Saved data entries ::
####################
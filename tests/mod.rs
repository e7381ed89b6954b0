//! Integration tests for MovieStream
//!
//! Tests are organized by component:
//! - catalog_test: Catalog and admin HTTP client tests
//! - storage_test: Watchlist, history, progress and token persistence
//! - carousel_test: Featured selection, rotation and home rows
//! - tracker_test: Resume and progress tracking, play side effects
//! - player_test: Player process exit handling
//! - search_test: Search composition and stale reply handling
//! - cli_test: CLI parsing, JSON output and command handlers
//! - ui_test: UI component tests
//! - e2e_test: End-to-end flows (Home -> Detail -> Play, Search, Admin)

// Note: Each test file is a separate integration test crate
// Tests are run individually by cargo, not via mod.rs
####################
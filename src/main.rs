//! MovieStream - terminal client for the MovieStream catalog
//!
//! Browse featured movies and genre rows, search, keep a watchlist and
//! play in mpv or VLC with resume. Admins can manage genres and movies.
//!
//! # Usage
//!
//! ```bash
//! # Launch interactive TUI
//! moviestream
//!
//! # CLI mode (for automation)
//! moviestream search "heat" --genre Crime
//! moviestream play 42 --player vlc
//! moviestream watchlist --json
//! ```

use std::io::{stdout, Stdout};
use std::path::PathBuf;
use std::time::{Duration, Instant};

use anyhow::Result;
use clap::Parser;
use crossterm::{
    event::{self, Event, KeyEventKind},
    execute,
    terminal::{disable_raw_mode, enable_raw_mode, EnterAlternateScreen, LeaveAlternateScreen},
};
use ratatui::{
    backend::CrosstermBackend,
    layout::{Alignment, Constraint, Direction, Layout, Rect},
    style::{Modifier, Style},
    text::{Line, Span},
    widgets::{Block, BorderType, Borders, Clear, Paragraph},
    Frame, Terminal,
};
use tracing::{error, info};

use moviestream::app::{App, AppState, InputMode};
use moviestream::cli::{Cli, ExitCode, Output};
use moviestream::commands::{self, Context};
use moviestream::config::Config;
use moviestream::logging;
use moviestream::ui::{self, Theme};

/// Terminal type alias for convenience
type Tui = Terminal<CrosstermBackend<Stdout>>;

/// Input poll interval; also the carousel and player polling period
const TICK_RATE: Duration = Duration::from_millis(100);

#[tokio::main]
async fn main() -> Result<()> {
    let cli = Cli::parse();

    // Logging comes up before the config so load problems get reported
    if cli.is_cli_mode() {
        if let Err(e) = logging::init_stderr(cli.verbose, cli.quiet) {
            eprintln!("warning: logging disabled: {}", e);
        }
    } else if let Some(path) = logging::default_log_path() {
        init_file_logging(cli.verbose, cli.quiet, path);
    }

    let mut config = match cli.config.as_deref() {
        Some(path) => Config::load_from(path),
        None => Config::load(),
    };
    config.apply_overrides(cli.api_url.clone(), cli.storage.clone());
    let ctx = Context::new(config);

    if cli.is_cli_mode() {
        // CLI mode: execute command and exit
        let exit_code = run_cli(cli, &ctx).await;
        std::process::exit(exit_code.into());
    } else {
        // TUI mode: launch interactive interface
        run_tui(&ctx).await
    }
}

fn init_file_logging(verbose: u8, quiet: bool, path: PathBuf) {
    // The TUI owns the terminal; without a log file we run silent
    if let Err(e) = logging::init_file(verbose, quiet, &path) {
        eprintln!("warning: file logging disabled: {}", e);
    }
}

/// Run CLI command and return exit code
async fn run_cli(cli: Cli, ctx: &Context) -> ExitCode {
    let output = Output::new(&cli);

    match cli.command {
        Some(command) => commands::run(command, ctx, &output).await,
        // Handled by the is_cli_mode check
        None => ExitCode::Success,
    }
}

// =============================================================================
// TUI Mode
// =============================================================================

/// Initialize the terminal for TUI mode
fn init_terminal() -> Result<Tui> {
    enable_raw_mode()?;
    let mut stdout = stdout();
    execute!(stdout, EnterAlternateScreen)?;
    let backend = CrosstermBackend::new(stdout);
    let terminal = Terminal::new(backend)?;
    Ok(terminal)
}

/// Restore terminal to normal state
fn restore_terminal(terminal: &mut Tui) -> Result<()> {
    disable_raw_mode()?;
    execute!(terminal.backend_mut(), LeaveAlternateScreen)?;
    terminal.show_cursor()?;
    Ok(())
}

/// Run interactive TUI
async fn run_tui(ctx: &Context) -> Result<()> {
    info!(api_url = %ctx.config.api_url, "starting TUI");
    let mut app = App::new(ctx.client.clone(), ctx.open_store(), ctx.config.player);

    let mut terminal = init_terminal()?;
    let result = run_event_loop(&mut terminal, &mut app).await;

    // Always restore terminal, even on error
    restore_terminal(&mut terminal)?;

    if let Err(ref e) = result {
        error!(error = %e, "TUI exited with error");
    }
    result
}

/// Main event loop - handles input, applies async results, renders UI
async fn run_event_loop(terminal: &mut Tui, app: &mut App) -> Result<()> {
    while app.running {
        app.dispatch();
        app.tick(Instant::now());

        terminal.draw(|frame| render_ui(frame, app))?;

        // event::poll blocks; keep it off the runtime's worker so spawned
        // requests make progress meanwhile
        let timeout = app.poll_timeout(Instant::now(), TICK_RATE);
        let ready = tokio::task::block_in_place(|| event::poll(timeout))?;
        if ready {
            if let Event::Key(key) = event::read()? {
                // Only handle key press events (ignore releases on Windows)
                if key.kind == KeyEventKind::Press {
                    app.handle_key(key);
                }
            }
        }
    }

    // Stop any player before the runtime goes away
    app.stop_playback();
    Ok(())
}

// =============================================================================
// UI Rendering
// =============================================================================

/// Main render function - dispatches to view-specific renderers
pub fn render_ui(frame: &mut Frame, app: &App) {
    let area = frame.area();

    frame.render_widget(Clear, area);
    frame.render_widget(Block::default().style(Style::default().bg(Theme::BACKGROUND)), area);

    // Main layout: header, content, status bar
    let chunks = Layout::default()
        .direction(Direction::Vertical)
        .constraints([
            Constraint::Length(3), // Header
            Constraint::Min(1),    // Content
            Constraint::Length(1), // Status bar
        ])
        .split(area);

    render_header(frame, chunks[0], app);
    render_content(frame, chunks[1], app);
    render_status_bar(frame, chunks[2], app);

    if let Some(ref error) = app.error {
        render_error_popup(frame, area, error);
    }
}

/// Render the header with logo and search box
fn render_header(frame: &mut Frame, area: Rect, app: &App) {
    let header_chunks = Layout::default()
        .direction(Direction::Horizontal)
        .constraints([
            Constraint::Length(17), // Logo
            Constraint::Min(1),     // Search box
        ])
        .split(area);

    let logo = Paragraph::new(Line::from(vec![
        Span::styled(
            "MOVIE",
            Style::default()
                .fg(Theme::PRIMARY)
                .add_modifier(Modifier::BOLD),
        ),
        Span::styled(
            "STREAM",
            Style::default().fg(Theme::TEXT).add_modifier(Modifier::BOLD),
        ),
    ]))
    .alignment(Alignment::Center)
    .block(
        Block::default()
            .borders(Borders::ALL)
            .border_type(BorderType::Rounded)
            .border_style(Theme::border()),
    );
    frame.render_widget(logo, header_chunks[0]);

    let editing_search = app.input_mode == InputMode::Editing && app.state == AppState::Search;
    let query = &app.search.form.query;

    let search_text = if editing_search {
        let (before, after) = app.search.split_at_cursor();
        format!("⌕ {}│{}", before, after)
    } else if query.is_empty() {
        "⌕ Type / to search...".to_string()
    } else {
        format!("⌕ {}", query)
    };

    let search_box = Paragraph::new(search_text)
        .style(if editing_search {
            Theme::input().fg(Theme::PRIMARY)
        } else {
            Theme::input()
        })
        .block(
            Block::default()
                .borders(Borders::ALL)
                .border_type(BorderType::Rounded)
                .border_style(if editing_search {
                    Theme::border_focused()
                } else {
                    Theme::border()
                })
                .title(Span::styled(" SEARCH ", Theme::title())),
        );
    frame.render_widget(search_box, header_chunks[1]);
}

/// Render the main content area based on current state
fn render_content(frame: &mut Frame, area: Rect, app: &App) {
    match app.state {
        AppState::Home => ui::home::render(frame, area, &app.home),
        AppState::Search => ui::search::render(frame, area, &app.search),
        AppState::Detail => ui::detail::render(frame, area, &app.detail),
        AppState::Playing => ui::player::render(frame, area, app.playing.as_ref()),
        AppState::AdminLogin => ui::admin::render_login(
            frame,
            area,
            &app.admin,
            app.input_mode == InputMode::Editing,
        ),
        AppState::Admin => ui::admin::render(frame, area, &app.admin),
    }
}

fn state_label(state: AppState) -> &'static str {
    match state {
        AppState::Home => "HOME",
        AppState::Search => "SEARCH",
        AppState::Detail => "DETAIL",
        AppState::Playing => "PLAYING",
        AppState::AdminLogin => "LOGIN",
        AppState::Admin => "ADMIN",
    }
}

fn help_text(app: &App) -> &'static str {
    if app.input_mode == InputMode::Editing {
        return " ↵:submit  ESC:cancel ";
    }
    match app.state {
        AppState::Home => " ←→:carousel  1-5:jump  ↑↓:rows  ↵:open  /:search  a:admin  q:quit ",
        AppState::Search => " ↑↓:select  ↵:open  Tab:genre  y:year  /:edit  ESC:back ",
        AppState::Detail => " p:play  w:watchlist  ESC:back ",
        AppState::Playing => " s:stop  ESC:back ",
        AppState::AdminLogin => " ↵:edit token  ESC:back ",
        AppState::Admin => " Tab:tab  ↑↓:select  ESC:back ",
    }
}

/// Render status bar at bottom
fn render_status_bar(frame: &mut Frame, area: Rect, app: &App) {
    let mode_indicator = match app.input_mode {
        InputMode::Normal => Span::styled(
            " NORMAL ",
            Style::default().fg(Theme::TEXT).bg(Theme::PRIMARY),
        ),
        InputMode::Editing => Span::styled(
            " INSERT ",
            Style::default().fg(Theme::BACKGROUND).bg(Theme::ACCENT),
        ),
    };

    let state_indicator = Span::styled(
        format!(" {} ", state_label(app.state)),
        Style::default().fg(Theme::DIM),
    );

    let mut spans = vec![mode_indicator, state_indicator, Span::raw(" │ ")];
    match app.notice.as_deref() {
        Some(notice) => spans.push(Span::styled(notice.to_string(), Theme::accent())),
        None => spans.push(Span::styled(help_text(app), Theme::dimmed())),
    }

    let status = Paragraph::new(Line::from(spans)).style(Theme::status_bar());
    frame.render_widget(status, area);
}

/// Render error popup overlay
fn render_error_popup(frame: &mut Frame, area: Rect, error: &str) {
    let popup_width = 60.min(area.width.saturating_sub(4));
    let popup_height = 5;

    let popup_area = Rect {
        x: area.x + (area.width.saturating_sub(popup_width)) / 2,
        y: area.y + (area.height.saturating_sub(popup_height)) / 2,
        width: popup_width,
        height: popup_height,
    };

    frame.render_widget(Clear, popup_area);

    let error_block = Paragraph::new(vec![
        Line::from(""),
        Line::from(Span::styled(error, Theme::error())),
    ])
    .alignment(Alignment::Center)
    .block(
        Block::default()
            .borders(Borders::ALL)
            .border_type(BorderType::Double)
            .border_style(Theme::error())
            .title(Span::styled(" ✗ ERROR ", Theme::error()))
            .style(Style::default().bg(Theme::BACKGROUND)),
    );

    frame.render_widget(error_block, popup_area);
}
####################
Exercise directions :: Of the lines above, extract only those from the line with "filename tests/mod.rs" to the line with "play side effects", both included, exactly as written.

Exercise answer ::
filename tests/mod.rs
repository e7381ed89b6954b0
//! Integration tests for MovieStream
//!
//! Tests are organized by component:
//! - catalog_test: Catalog and admin HTTP client tests
//! - storage_test: Watchlist, history, progress and token persistence
//! - carousel_test: Featured selection, rotation and home rows
//! - tracker_test: Resume and progress tracking, play side effects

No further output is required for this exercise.